Pretty simple, right? In my testing I always used the simulator as it doesn't have a real camera, and I typically tested on iOS only since they were testing Android. Also, the camera is pretty simple to use so it just plain works most of the time.

But then the client reported something odd. Whenever he selected a picture from the gallery, the image thumbnail would show up broken. I quickly ran it (and since I said quickly you know I used Genymotion and not the Android emulator) and confirmed it failed. Like any other good hybrid developer I fired up my dev tools and checked the console. This is what I saw.

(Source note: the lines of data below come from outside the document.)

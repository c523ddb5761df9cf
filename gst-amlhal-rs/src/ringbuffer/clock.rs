// SPDX-FileCopyrightText: 2025 2025 Contributors to the gst-amlhal project.
// SPDX-License-Identifier: Apache-2.0

//! Playback time derived from the device presentation position.
//!
//! [`TimeSource`] is shared between the streaming thread, which owns the
//! [`super::RingBuffer`], and the pipeline clock, which polls it from its own
//! thread. Every field the clock reads is an atomic or sits behind a mutex
//! that is never held across a device write.

use std::{
    sync::{
        Arc, Mutex,
        atomic::{AtomicBool, AtomicU8, AtomicU32, AtomicU64, Ordering},
    },
    time::Instant,
};

use amlhal::OutputStream;
use gstreamer as gst;
use tracing::{debug, warn};

/// Lifecycle of a device session.
#[derive(Debug, Clone, Copy, PartialEq, Eq)]
#[repr(u8)]
pub enum SessionState {
    Closed = 0,
    Acquired = 1,
    Started = 2,
    Paused = 3,
}

impl SessionState {
    fn from_u8(value: u8) -> Self {
        match value {
            1 => SessionState::Acquired,
            2 => SessionState::Started,
            3 => SessionState::Paused,
            _ => SessionState::Closed,
        }
    }
}

pub struct TimeSource {
    state: AtomicU8,
    may_start: AtomicBool,
    compressed: AtomicBool,
    sample_rate: AtomicU32,
    flushed: AtomicBool,
    /// Microseconds between `epoch` and the last clear.
    flush_time_us: AtomicU64,
    /// Highest time handed out this session, in nanoseconds.
    last_time_ns: AtomicU64,
    epoch: Instant,
    stream: Mutex<Option<Arc<dyn OutputStream>>>,
}

impl Default for TimeSource {
    fn default() -> Self {
        Self {
            state: AtomicU8::new(SessionState::Closed as u8),
            may_start: AtomicBool::new(false),
            compressed: AtomicBool::new(false),
            sample_rate: AtomicU32::new(0),
            flushed: AtomicBool::new(false),
            flush_time_us: AtomicU64::new(0),
            last_time_ns: AtomicU64::new(0),
            epoch: Instant::now(),
            stream: Mutex::new(None),
        }
    }
}

impl TimeSource {
    pub fn state(&self) -> SessionState {
        SessionState::from_u8(self.state.load(Ordering::Acquire))
    }

    pub(crate) fn set_state(&self, state: SessionState) {
        self.state.store(state as u8, Ordering::Release);
    }

    pub fn may_start(&self) -> bool {
        self.may_start.load(Ordering::Acquire)
    }

    pub fn set_may_start(&self, may_start: bool) {
        self.may_start.store(may_start, Ordering::Release);
    }

    pub fn is_flushed(&self) -> bool {
        self.flushed.load(Ordering::Acquire)
    }

    pub fn sample_rate(&self) -> u32 {
        self.sample_rate.load(Ordering::Acquire)
    }

    pub(crate) fn set_sample_rate(&self, rate: u32) {
        self.sample_rate.store(rate, Ordering::Release);
    }

    /// Binds the time source to a freshly opened stream.
    pub(crate) fn attach(&self, stream: Arc<dyn OutputStream>, sample_rate: u32, compressed: bool) {
        self.sample_rate.store(sample_rate, Ordering::Release);
        self.compressed.store(compressed, Ordering::Release);
        self.flushed.store(false, Ordering::Release);
        self.last_time_ns.store(0, Ordering::Release);
        if let Ok(mut slot) = self.stream.lock() {
            *slot = Some(stream);
        }
    }

    pub(crate) fn detach(&self) {
        if let Ok(mut slot) = self.stream.lock() {
            slot.take();
        }
    }

    /// Records a clear at the current wall-clock time.
    pub(crate) fn mark_flushed(&self) {
        let now = self.epoch.elapsed().as_micros() as u64;
        self.flush_time_us.store(now, Ordering::Release);
        self.flushed.store(true, Ordering::Release);
    }

    pub(crate) fn clear_flushed(&self) {
        self.flushed.store(false, Ordering::Release);
    }

    /// Time elapsed since the last clear, if it still applies.
    fn flush_compensation_us(&self) -> u64 {
        if !self.compressed.load(Ordering::Acquire) || !self.flushed.load(Ordering::Acquire) {
            return 0;
        }
        let now = self.epoch.elapsed().as_micros() as u64;
        now.saturating_sub(self.flush_time_us.load(Ordering::Acquire))
    }

    /// Current stream time, or `None` without an open stream or when the
    /// device cannot report its position.
    ///
    /// The presentation position is converted to time at the session sample
    /// rate. After a clear on a compressed stream the wall-clock time since
    /// the clear is added, since the device counter does not move for
    /// discarded frames. The result never goes backwards within a session.
    pub fn current_time(&self) -> Option<gst::ClockTime> {
        let stream = self.stream.lock().ok()?.clone()?;
        let position = match stream.presentation_position() {
            Ok(position) => position,
            Err(err) => {
                warn!("get_presentation_position failure: {}", err);
                return None;
            }
        };

        let rate = self.sample_rate();
        if rate == 0 {
            return None;
        }
        let base_ns = (position.frames as u128 * 1_000_000_000 / rate as u128) as u64;

        let delta_us = self.flush_compensation_us();
        if delta_us > 0 {
            debug!("flush time passed {} us", delta_us);
        }
        let time_ns = base_ns.saturating_add(delta_us.saturating_mul(1000));

        let previous = self.last_time_ns.fetch_max(time_ns, Ordering::AcqRel);
        Some(gst::ClockTime::from_nseconds(time_ns.max(previous)))
    }
}
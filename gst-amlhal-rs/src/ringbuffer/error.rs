// SPDX-FileCopyrightText: 2025 2025 Contributors to the gst-amlhal project.
// SPDX-License-Identifier: Apache-2.0

//! Error types for the ring buffer engine.

/// Why a compressed frame header could not be decoded.
#[derive(Debug, Clone, Copy, PartialEq, Eq, thiserror::Error)]
pub enum HeaderError {
    /// Fewer than five bytes were available.
    #[error("Need at least 5 header bytes, got {0}")]
    InsufficientData(usize),

    /// The chunk does not start with the `0x0B 0x77` sync word.
    #[error("Sync word mismatch")]
    SyncMismatch,

    /// A sample-rate or frame-size code is out of range or reserved.
    #[error("Unsupported rate code")]
    UnsupportedRate,
}

/// Errors returned by [`super::RingBuffer`] operations.
#[derive(Debug, thiserror::Error)]
pub enum RingBufferError {
    /// A compressed payload is not a whole number of encoded frames.
    ///
    /// Nothing was consumed; the caller retries with more data.
    #[error("{len} bytes are not aligned to {frame_size}-byte frames")]
    FrameAlignment { len: usize, frame_size: usize },

    /// Mono expansion would overflow the scratch buffer.
    #[error("Extend buffer too small: {needed} vs {capacity}")]
    BufferTooSmall { needed: usize, capacity: usize },

    /// Input and output sample counts differ or are negative.
    #[error("Unsupported rate conversion {in_samples}/{out_samples}")]
    UnsupportedRateConversion { in_samples: i64, out_samples: i64 },

    /// The payload holds fewer bytes than the declared sample count needs.
    #[error("Payload of {len} bytes is shorter than {needed} bytes")]
    ShortPayload { len: usize, needed: usize },

    #[error("Unsupported channel count {0}")]
    UnsupportedChannels(u32),

    /// The operation needs an acquired device session.
    #[error("No device stream")]
    NotAcquired,

    #[error("Device session already acquired")]
    AlreadyAcquired,

    /// The device failed an open, write, close or query call.
    #[error("Device fault: {0}")]
    DeviceFault(#[from] amlhal::Error),
}

impl RingBufferError {
    /// Whether the session cannot continue after this error.
    pub fn is_fatal(&self) -> bool {
        matches!(self, RingBufferError::BufferTooSmall { .. })
    }
}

GET unsafe:content://com.android.providers.media.documents/document/image%3A21

Some Googling turned up this Stackoverflow post. Long story short - it is an Angular security measure. I've run into Angular security stuff before (trying to inject HTML into the DOM) so this isn't the first time I've had an issue like this, but it threw me for a loop since it worked in iOS. If you look at the file URI returned by Camera/Gallery selections though it makes a bit more sense. Here is an example of a file URI returned from iOS (spaces added so it will wrap):

file:///Users/ray/Library/Developer/CoreSimulator/Devices/ C8202B3B-300B-4819-8CD3-4C4AA690CE7C/ data/Applications/D82BF64E-6DD1-4645-B637-BCF65001FD29/tmp/cdv_photo_003.jpg

The exact same code on Android returns a file URI like so:

content://com.android.providers.media.documents/document/image%3A21

Angular sees this as something weird and says, "No Way Man!". Luckily the fix is simple. In my application's configure block, I added this:

$compileProvider.imgSrcSanitizationWhitelist(/^\s*(https?|ftp|mailto|content):/);

So, keep it in mind if you are using the camera in a Cordova/AngularJS application.

Ninja cat provided for no good reason.